Todo el arranque parece una glosa de un poema de Ted Hughes: elipsis, frases cortas y ásperas, el sordo rugido de las consonantes y las aliteraciones como un trasunto de la violencia animal. Mantel deja que los ecos del viejo anglosajón campen a sus anchas desde el título mismo: bring, bodies. Cromwell cree ver en los halcones al alma de sus hijas; pronto se unirá a ellas como un cazador más.

La novela se abre con un tapiz de fuerte carga simbólica pero pronto se despliega con la precisión de un mecanismo de ruedas dentadas. Cromwell es el protagonista perfecto, el outsider que está dentro, el plebeyo que ha logrado un puesto junto al rey y hace olvidar la humildad de su origen bajo las ropas de una inteligencia paciente. Los tiempos son propicios y él lo sabe: el orden feudal se desmorona y los grandes nobles se disputan un pastel cada vez menor. Ha llegado la hora de los gerentes, de los administradores. El arte de Cromwell es influir sin ser notado en la voluntad real, haciendo que Enrique asuma como propias sus decisiones. Es un arte que exige percibir los cambios de viento, mirar a largo plazo, y ese cambio, en la novela, es el miedo que la ambición de Ana Bolena planta en el corazón del rey. Cromwell extiende su red y pronto las víctimas se debaten como insectos en la melaza del chantaje y las medias mentiras. Beria en la corte de Enrique VIII. No importa si los crímenes de los que se acusa a la reina y sus amigos son ciertos o no; en realidad son indemostrables, como el propio Cromwell admite para sus adentros. Su único delito es interponerse en el camino de los nuevos deseos del rey; mueren porque convivieron con él y saben demasiado. Las huellas de su paso por la corte serán borradas; a los halcones que simbolizan la casa de Bolena les sucederá la silueta del fénix.

La traducción española de Bring Up the Bodies se titula Una reina en el estrado. Supongo que alguien en la editorial Destino lo habrá visto oportuno, pero el sintagma, además de anodino, traiciona la potente fisicidad del original, la noción de que el poder se ejerce sobre un cuerpo social y entraña castigo, reos, sangre; también el reparto de los despojos bajo una luna que, como en el poema de Sylvia Plath que Mantel cita a conciencia, «mira todo… desde su capucha de hueso». Quizá por eso la novelista quiera, para cerrar su historia, un poco de luz, un espejo.

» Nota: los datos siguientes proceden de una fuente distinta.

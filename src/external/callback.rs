//! End-of-session reporting to the host platform.
//!
//! When a game finishes, a single summary report goes out through the
//! host's [`SessionNotifier`]. Delivery is fire-and-forget: a failed or
//! missing notifier never disturbs the results screen. The orchestrator
//! guarantees at most one report per session.

use serde::{Deserialize, Serialize};
use thiserror::Error;
use tracing::warn;

use crate::core::{Team, TeamId, TeamMap};
use crate::progress::MatchOutcome;

/// Final scores keyed the way the platform expects them.
#[derive(Clone, Copy, Debug, PartialEq, Eq, Serialize, Deserialize)]
pub struct TeamScores {
    #[serde(rename = "teamA")]
    pub team_a: u32,
    #[serde(rename = "teamB")]
    pub team_b: u32,
}

/// The game-end summary payload.
///
/// Field names match the platform's callback contract; `event_type` is
/// always `"game_end"`.
#[derive(Clone, Debug, PartialEq, Serialize, Deserialize)]
pub struct GameEndReport {
    pub event_type: String,
    pub game_code: Option<String>,
    pub team_scores: TeamScores,
    pub winner: MatchOutcome,
    pub question_count: u32,
    /// Whole-session wall time, in seconds.
    pub total_time: u64,
}

impl GameEndReport {
    /// Assemble a report from the finished session's state.
    #[must_use]
    pub fn new(
        game_code: Option<String>,
        teams: &TeamMap<Team>,
        winner: MatchOutcome,
        question_count: u32,
        total_time: u64,
    ) -> Self {
        Self {
            event_type: "game_end".to_string(),
            game_code,
            team_scores: TeamScores {
                team_a: teams[TeamId::A].score,
                team_b: teams[TeamId::B].score,
            },
            winner,
            question_count,
            total_time,
        }
    }
}

/// Delivery failure detail.
#[derive(Clone, Debug, Error, PartialEq, Eq)]
#[error("session report delivery failed: {0}")]
pub struct NotifyError(pub String);

/// Host-side delivery of session reports.
pub trait SessionNotifier {
    /// Deliver a game-end report.
    fn deliver(&mut self, report: &GameEndReport) -> Result<(), NotifyError>;
}

/// Notifier that drops every report. Default for hosts without one.
#[derive(Clone, Copy, Debug, Default)]
pub struct NullNotifier;

impl SessionNotifier for NullNotifier {
    fn deliver(&mut self, _report: &GameEndReport) -> Result<(), NotifyError> {
        Ok(())
    }
}

/// Deliver a report, swallowing failure.
pub fn notify_game_end(notifier: &mut dyn SessionNotifier, report: &GameEndReport) {
    if let Err(error) = notifier.deliver(report) {
        warn!(error = %error, "game end report dropped");
    }
}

[Este artículo, publicado en el número de julio-agosto (356-357) de la revista Quimera, es la primera entrega de una serie de columnas que se irán publicando en la revista con periodicidad trimestral gracias a la generosa invitación de Álex Chico y sus compañeros del consejo editorial. El lema de la serie: Arenas movedizas. Su tema: lo que pida el cuerpo… o la mente. La idea, supongo, es que hasta yo mismo me sorprenda de mis asuntos.]